Data Science for studying language and the mind
Fall 2024
There are 3 options for those wishing to take the final exam:
- Thursday, December 19, 2024: 12:00pm to 2:00pm in DRLB A8
If you can’t make that official time, we can proctor 2 alternatives:
- Tuesday, December 10 from 12:30pm to 2:30pm in the Linguistics Department
- Thursday, December 12 from 12:30pm to 2:30pm in the Linguistics Department
Those with accommodations can request to take the exam with Weingarten any day between Dec 10th and Dec 19th.

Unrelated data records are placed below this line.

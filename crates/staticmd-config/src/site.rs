//! Site layout configuration.
//!
//! This module contains the `SiteConfig` struct which holds the
//! directories and paths a site build reads from and writes to.

use serde::{Deserialize, Serialize};
use std::path::PathBuf;

/// Site layout configuration.
///
/// Relative paths are resolved against the working directory.
#[derive(Debug, Clone, PartialEq, Eq, Serialize, Deserialize)]
#[serde(rename_all = "PascalCase")]
pub struct SiteConfig {
    /// Directory holding the markdown sources.
    /// Default: "content"
    #[serde(default = "default_content")]
    pub content: PathBuf,

    /// Directory of static files copied verbatim into the output.
    /// Default: "static"
    #[serde(default = "default_static", rename = "Static")]
    pub static_dir: PathBuf,

    /// Output directory, deleted and recreated on every build.
    /// Default: "docs"
    #[serde(default = "default_output")]
    pub output: PathBuf,

    /// HTML template every page is rendered into.
    /// Default: "template.html"
    #[serde(default = "default_template")]
    pub template: PathBuf,

    /// Prefix substituted for root-relative `src="/` and `href="/` links.
    /// Default: "/"
    #[serde(default = "default_base_path")]
    pub base_path: String,
}

impl Default for SiteConfig {
    fn default() -> Self {
        Self {
            content: default_content(),
            static_dir: default_static(),
            output: default_output(),
            template: default_template(),
            base_path: default_base_path(),
        }
    }
}

impl SiteConfig {
    /// Merge an override into this config.
    ///
    /// Only keys present in `other` replace the current values.
    pub fn merge(&mut self, other: &PartialSiteConfig) {
        if let Some(ref content) = other.content {
            self.content = content.clone();
        }
        if let Some(ref static_dir) = other.static_dir {
            self.static_dir = static_dir.clone();
        }
        if let Some(ref output) = other.output {
            self.output = output.clone();
        }
        if let Some(ref template) = other.template {
            self.template = template.clone();
        }
        if let Some(ref base_path) = other.base_path {
            self.base_path = base_path.clone();
        }
    }
}

/// A `[site]` section where every key is optional, as read from an override.
#[derive(Debug, Clone, Default, PartialEq, Eq, Deserialize)]
#[serde(rename_all = "PascalCase")]
pub struct PartialSiteConfig {
    #[serde(default)]
    pub content: Option<PathBuf>,
    #[serde(default, rename = "Static")]
    pub static_dir: Option<PathBuf>,
    #[serde(default)]
    pub output: Option<PathBuf>,
    #[serde(default)]
    pub template: Option<PathBuf>,
    #[serde(default)]
    pub base_path: Option<String>,
}

fn default_content() -> PathBuf {
    PathBuf::from("content")
}

fn default_static() -> PathBuf {
    PathBuf::from("static")
}

fn default_output() -> PathBuf {
    PathBuf::from("docs")
}

fn default_template() -> PathBuf {
    PathBuf::from("template.html")
}

fn default_base_path() -> String {
    "/".to_string()
}

#[cfg(test)]
mod tests {
    use super::*;

    #[test]
    fn test_default() {
        let site = SiteConfig::default();
        assert_eq!(site.content, PathBuf::from("content"));
        assert_eq!(site.static_dir, PathBuf::from("static"));
        assert_eq!(site.output, PathBuf::from("docs"));
        assert_eq!(site.template, PathBuf::from("template.html"));
        assert_eq!(site.base_path, "/");
    }

    #[test]
    fn test_serde_pascal_case() {
        let toml_str = r#"
            Content = "pages"
            Static = "assets"
            Output = "public"
            Template = "layout.html"
            BasePath = "/blog/"
        "#;

        let site: SiteConfig = toml::from_str(toml_str).unwrap();
        assert_eq!(site.content, PathBuf::from("pages"));
        assert_eq!(site.static_dir, PathBuf::from("assets"));
        assert_eq!(site.output, PathBuf::from("public"));
        assert_eq!(site.template, PathBuf::from("layout.html"));
        assert_eq!(site.base_path, "/blog/");
    }

    #[test]
    fn test_partial_uses_defaults() {
        let site: SiteConfig = toml::from_str(r#"Output = "out""#).unwrap();
        assert_eq!(site.output, PathBuf::from("out"));
        assert_eq!(site.content, PathBuf::from("content"));
    }

    #[test]
    fn test_merge_only_set_keys() {
        let mut site = SiteConfig {
            content: PathBuf::from("pages"),
            output: PathBuf::from("public"),
            ..SiteConfig::default()
        };
        let partial: PartialSiteConfig = toml::from_str(r#"BasePath = "/x/""#).unwrap();
        assert_eq!(partial.content, None);

        site.merge(&partial);
        assert_eq!(site.content, PathBuf::from("pages"));
        assert_eq!(site.output, PathBuf::from("public"));
        assert_eq!(site.base_path, "/x/");
    }
}
//! Staticmd Parser
//!
//! The parsing half of the staticmd markdown pipeline: an inline tokenizer
//! that turns text into typed spans, and a block segmenter that cuts a
//! document into classified blocks.
//!
//! # Example
//!
//! ```
//! use staticmd_core::{BlockKind, SpanKind};
//! use staticmd_parser::{parse_blocks, tokenize};
//!
//! let blocks = parse_blocks("# Hello\n\nSome **bold** text");
//! assert_eq!(blocks[0].kind, BlockKind::Heading(1));
//! assert_eq!(blocks[1].kind, BlockKind::Paragraph);
//!
//! let spans = tokenize(&blocks[1].text).unwrap();
//! assert_eq!(spans[1].kind(), SpanKind::Bold);
//! assert_eq!(spans[1].text(), "bold");
//! ```

pub mod blocks;
pub mod inline;

pub use blocks::{classify, heading_level, parse_blocks, split_blocks, Block, CODE_FENCE};
pub use inline::{
    extract_images, extract_links, split_delimiter, split_images, split_links, tokenize,
};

The final is in person, on paper, closed book/note/computer/phone, exactly like exams 1 and 2. The final will cover Sampling Distribution and Hypothesis testing from exam 1, and all of exam 2. Final exam study guide
Welcome to Data Science for Studying Language & the Mind! The Fall 2024 course information and materials are below. Course materials from previous semesters are archived here.
Syllabus
Course description: Data Sci for Lang & Mind is an entry-level course designed to teach basic principles of statistics and data science to students with little or no background in statistics or computer science. Students will learn to identify patterns in data using visualizations and descriptive statistics; make predictions from data using machine learning and optimization; and quantify the certainty of their predictions using statistical models. This course aims to help students build a foundation of critical thinking and computational skills that will allow them to work with data in all fields related to the study of the mind (e.g. linguistics, psychology, philosophy, cognitive science, neuroscience).
Prerequisites: There are no prerequisites beyond high school algebra. No prior programming or statistics experience is necessary, though you will still enjoy this course if you already have a little. Students who have taken several computer science or statistics classes should look for a more advanced course.
Instructor: Dr. Katie Schuler (she/her)
TAs: Brittany Zykoski and Wesley Lincoln
Lectures: Tuesdays and Thursdays from 12 - 1:29pm in COHN 402.
Labs: Hands-on practice and exam prep guided by TAs.
- 402: Fri at 3:30p in WILL 201 with Brittany
- 403: Thu at 1:45p in WILL 321 with Wesley
404: Thu at 3:30pCANCELLED- 405: Fri at 12:00p in
WILL 316WILL 306 with Wesley - 406: Thu at 5:15p in TBD with Brittany
Office Hours: You are welcome to attend any office hours that fit your schedule. The linguistics department is located on the 3rd floor of 3401-C Walnut street, between Franklin’s Table and Modern Eye.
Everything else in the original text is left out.